_WHAT YOU HAVE TO DO_: The answer should reproduce the listing below character for character.

BEGIN MATERIAL SHOWN

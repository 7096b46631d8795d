use serde::{Deserialize, Serialize};
use utoipa::ToSchema;

use super::{Discipline, Gender};

/// One row of the FIS alpine calendar.
#[derive(Debug, Clone, PartialEq, Serialize, Deserialize, ToSchema)]
pub struct Competition {
    pub event_id: String,
    /// Display text as published, e.g. "26-27 Oct 2024".
    pub date: String,
    pub location: String,
    pub country: String,
    pub discipline: Vec<Discipline>,
    pub category: String,
    pub gender: Gender,
    pub cancelled: bool,
    pub status: StatusFlags,
    pub url: Option<String>,
    pub is_live: bool,
}

/// The four D/P/C/X badges shown next to each calendar row.
#[derive(Debug, Clone, Copy, Default, PartialEq, Eq, Serialize, Deserialize, ToSchema)]
pub struct StatusFlags {
    pub data_available: bool,
    pub pdf_available: bool,
    pub changes: bool,
    pub cancelled: bool,
}

impl StatusFlags {
    pub fn from_positions(selected: [bool; 4]) -> Self {
        let [data_available, pdf_available, changes, cancelled] = selected;
        Self {
            data_available,
            pdf_available,
            changes,
            cancelled,
        }
    }
}

impl Competition {
    pub fn has_discipline(&self, discipline: Discipline) -> bool {
        self.discipline.contains(&discipline)
    }
}

#[cfg(test)]
mod tests {
    use super::*;

    #[test]
    fn test_status_flags_serialize_as_mapping() {
        let flags = StatusFlags::from_positions([true, false, true, false]);
        let json = serde_json::to_value(flags).unwrap();

        assert_eq!(json["data_available"], true);
        assert_eq!(json["pdf_available"], false);
        assert_eq!(json["changes"], true);
        assert_eq!(json["cancelled"], false);
    }

    #[test]
    fn test_status_flags_from_positions() {
        let flags = StatusFlags::from_positions([false, false, false, true]);

        assert!(!flags.data_available);
        assert!(!flags.pdf_available);
        assert!(!flags.changes);
        assert!(flags.cancelled);
    }
}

END MATERIAL SHOWN

_PROBLEM SOLUTION_:
repository 7096b46631d8795d
use serde::{Deserialize, Serialize};
use utoipa::ToSchema;

use super::{Discipline, Gender};

/// One row of the FIS alpine calendar.
#[derive(Debug, Clone, PartialEq, Serialize, Deserialize, ToSchema)]
pub struct Competition {
    pub event_id: String,
    /// Display text as published, e.g. "26-27 Oct 2024".
    pub date: String,
    pub location: String,
    pub country: String,
    pub discipline: Vec<Discipline>,
    pub category: String,
    pub gender: Gender,
    pub cancelled: bool,
    pub status: StatusFlags,
    pub url: Option<String>,
    pub is_live: bool,
}

/// The four D/P/C/X badges shown next to each calendar row.
#[derive(Debug, Clone, Copy, Default, PartialEq, Eq, Serialize, Deserialize, ToSchema)]
pub struct StatusFlags {
    pub data_available: bool,
    pub pdf_available: bool,
    pub changes: bool,
    pub cancelled: bool,
}

impl StatusFlags {
    pub fn from_positions(selected: [bool; 4]) -> Self {
        let [data_available, pdf_available, changes, cancelled] = selected;
        Self {
            data_available,
            pdf_available,
            changes,
            cancelled,
        }
    }
}

impl Competition {
    pub fn has_discipline(&self, discipline: Discipline) -> bool {
        self.discipline.contains(&discipline)
    }
}

#[cfg(test)]
mod tests {
    use super::*;

    #[test]
    fn test_status_flags_serialize_as_mapping() {
        let flags = StatusFlags::from_positions([true, false, true, false]);
        let json = serde_json::to_value(flags).unwrap();

        assert_eq!(json["data_available"], true);
        assert_eq!(json["pdf_available"], false);
        assert_eq!(json["changes"], true);
        assert_eq!(json["cancelled"], false);
    }

    #[test]
    fn test_status_flags_from_positions() {
        let flags = StatusFlags::from_positions([false, false, false, true]);

        assert!(!flags.data_available);
        assert!(!flags.pdf_available);
        assert!(!flags.changes);
        assert!(flags.cancelled);
    }
}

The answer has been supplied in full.